What is the moratorium of 1958?

The Republic of Turkey (government of the Democratic Party of Adnan Menderes) declared a moratorium on 4 August 1958 due to the country’s financial difficulties and inability to pay its debts. This date is also the date on which Turkey first entered into an agreement with the IMF. On the one hand, 1 US Dollar was made equal to 9 TL of 2.80 TL with the devaluation, and on the other hand, he ensured that existing debts were paid in installments until 1971 by reaching an agreement with creditors.

What is more interesting about this moratorium and its consequences is that the amount of external debt available at that time is unknown. The governments of the creditor countries have reported how much and to whom Turkey has foreign debt.

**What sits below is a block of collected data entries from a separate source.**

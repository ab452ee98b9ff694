use crate::function::function::Function;

/// `outer(inner(x))`, defined where `inner` is.
#[derive(Debug, Clone)]
pub struct Composition<F, G> {
    outer: F,
    inner: G,
}

impl<F: Function, G: Function> Composition<F, G> {
    pub fn new(outer: F, inner: G) -> Composition<F, G> {
        Composition { outer, inner }
    }
}

impl<F: Function, G: Function> Function for Composition<F, G> {
    fn domain_left(&self) -> f64 {
        self.inner.domain_left()
    }

    fn domain_right(&self) -> f64 {
        self.inner.domain_right()
    }

    fn value(&self, x: f64) -> f64 {
        self.outer.value(self.inner.value(x))
    }
}

/// `scale_y * f(x / scale_x)`: stretches `f` along both axes.
///
/// A negative `scale_x` mirrors the domain, so its borders swap.
#[derive(Debug, Clone)]
pub struct Scale<F> {
    function: F,
    scale_x: f64,
    scale_y: f64,
}

impl<F: Function> Scale<F> {
    pub fn new(function: F, scale_x: f64, scale_y: f64) -> Scale<F> {
        Scale { function, scale_x, scale_y }
    }

    fn borders(&self) -> (f64, f64) {
        let left = self.function.domain_left() * self.scale_x;
        let right = self.function.domain_right() * self.scale_x;
        if self.scale_x < 0.0 {
            (right, left)
        } else {
            (left, right)
        }
    }
}

impl<F: Function> Function for Scale<F> {
    fn domain_left(&self) -> f64 {
        self.borders().0
    }

    fn domain_right(&self) -> f64 {
        self.borders().1
    }

    fn value(&self, x: f64) -> f64 {
        self.scale_y * self.function.value(x / self.scale_x)
    }
}

/// `f(x - shift_x) + shift_y`.
#[derive(Debug, Clone)]
pub struct Shift<F> {
    function: F,
    shift_x: f64,
    shift_y: f64,
}

impl<F: Function> Shift<F> {
    pub fn new(function: F, shift_x: f64, shift_y: f64) -> Shift<F> {
        Shift { function, shift_x, shift_y }
    }
}

impl<F: Function> Function for Shift<F> {
    fn domain_left(&self) -> f64 {
        self.function.domain_left() + self.shift_x
    }

    fn domain_right(&self) -> f64 {
        self.function.domain_right() + self.shift_x
    }

    fn value(&self, x: f64) -> f64 {
        self.function.value(x - self.shift_x) + self.shift_y
    }
}


#[cfg(test)]
mod tests {
    use std::f64::consts::PI;

    use super::*;
    use crate::function::basic::exponential::Exp;
    use crate::function::basic::logarithm::Log;
    use crate::function::basic::trigonometric::Sin;

    #[test]
    fn log_of_exp_is_identity() {
        let identity = Composition::new(Log::natural(), Exp);
        assert!((identity.value(2.5) - 2.5).abs() < 1e-12);
    }

    #[test]
    fn shift_moves_domain_and_values() {
        let shifted = Shift::new(Log::natural(), 1.0, 2.0);
        assert_eq!(shifted.domain_left(), 1.0);
        assert!((shifted.value(2.0) - 2.0).abs() < 1e-15);
    }

    #[test]
    fn negative_scale_mirrors_domain() {
        let mirrored = Scale::new(Log::natural(), -2.0, 3.0);
        assert_eq!(mirrored.domain_left(), f64::NEG_INFINITY);
        assert_eq!(mirrored.domain_right(), 0.0);
        assert!((mirrored.value(-2.0 * std::f64::consts::E) - 3.0).abs() < 1e-12);

        let stretched = Scale::new(Sin, 2.0, 1.0);
        assert!((stretched.value(PI) - 1.0).abs() < 1e-12);
    }
}
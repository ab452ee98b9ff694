use std::fmt;
use std::fs::File;
use std::io::BufReader;
use std::path::Path;
use std::str::FromStr;
use std::time::Duration;

use serde::{
    Deserialize,
    Serialize
};
use thiserror::Error;

use crate::tabulated::tabulatedfunctionfactory::TabulatedFunctionType;
use crate::threads::launcher::Discipline;

#[derive(Debug, Error)]
pub enum ConfigurationError {
    #[error("cannot read configuration: {0}")]
    IOError(#[from] std::io::Error),

    #[error("cannot parse configuration: {0}")]
    JsonParseError(#[from] serde_json::Error),
}

/// Settings of the producer/consumer demo.
#[derive(Debug, Clone, PartialEq, Eq, Serialize, Deserialize)]
#[serde(default)]
pub struct ThreadsConfiguration {
    task_count: usize,
    grace_period_ms: Option<u64>,
    discipline: Discipline,
}

impl ThreadsConfiguration {
    pub fn new(task_count: usize, grace_period: Option<Duration>, discipline: Discipline) -> ThreadsConfiguration {
        ThreadsConfiguration {
            task_count,
            // rounded up so a short non-zero grace period never becomes zero
            grace_period_ms: grace_period
                .map(|period| u64::try_from(period.as_nanos().div_ceil(1_000_000)).unwrap_or(u64::MAX)),
            discipline,
        }
    }

    pub fn task_count(&self) -> usize {
        self.task_count
    }

    /// How long the launcher waits for the actors before cancelling them.
    /// `None` waits until both finish.
    pub fn grace_period(&self) -> Option<Duration> {
        self.grace_period_ms.map(Duration::from_millis)
    }

    pub fn discipline(&self) -> Discipline {
        self.discipline
    }

    pub fn with_discipline(&self, discipline: Discipline) -> ThreadsConfiguration {
        ThreadsConfiguration { discipline, ..self.clone() }
    }
}

impl Default for ThreadsConfiguration {
    fn default() -> ThreadsConfiguration {
        ThreadsConfiguration {
            task_count: 100,
            grace_period_ms: None,
            discipline: Discipline::Alternating,
        }
    }
}

/// Run-time settings, loaded from JSON. Missing fields take their defaults.
#[derive(Debug, Clone, PartialEq, Eq, Serialize, Deserialize)]
#[serde(default)]
pub struct Configuration {
    tabulated_function_type: TabulatedFunctionType,
    threads: ThreadsConfiguration,
    log_filter: String,
}

impl Configuration {
    pub fn new() -> Configuration {
        Configuration::default()
    }

    pub fn tabulated_function_type(&self) -> TabulatedFunctionType {
        self.tabulated_function_type
    }

    pub fn threads(&self) -> &ThreadsConfiguration {
        &self.threads
    }

    /// `tracing_subscriber::EnvFilter` directive used when `RUST_LOG` is unset.
    pub fn log_filter(&self) -> &str {
        &self.log_filter
    }

    pub fn from_reader<P: AsRef<Path>>(file_path: P) -> Result<Configuration, ConfigurationError> {
        let file = File::open(file_path)?;
        let reader = BufReader::new(file);
        Ok(serde_json::from_reader(reader)?)
    }
}

impl Default for Configuration {
    fn default() -> Configuration {
        Configuration {
            tabulated_function_type: TabulatedFunctionType::Array,
            threads: ThreadsConfiguration::default(),
            log_filter: "tabfn=info".to_owned(),
        }
    }
}

impl FromStr for Configuration {
    type Err = ConfigurationError;

    fn from_str(json: &str) -> Result<Configuration, ConfigurationError> {
        Ok(serde_json::from_str(json)?)
    }
}

impl fmt::Display for Configuration {
    fn fmt(&self, f: &mut fmt::Formatter<'_>) -> fmt::Result {
        write!(
            f,
            "type={}, tasks={}, discipline={:?}, grace_period={:?}",
            self.tabulated_function_type,
            self.threads.task_count,
            self.threads.discipline,
            self.threads.grace_period()
        )
    }
}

The deal included debts totaling $ 422 million up to the date the deal was signed.

An important result of these rules was the abolition of the practice of borrowing by each public sector administration on its own and the provision that the public sector could only borrow through the Treasury. This development is actually the exact equivalent of the saying “there is good in all evil”. Thus ended a period in which each central government administration was in debt on its own account and the principle of unity of the budget and treasury was violated.

Note: This section Dr Mahfi EğilmezPosted October 16, 2021 on the personal blog of “States fail?” Taken from his article.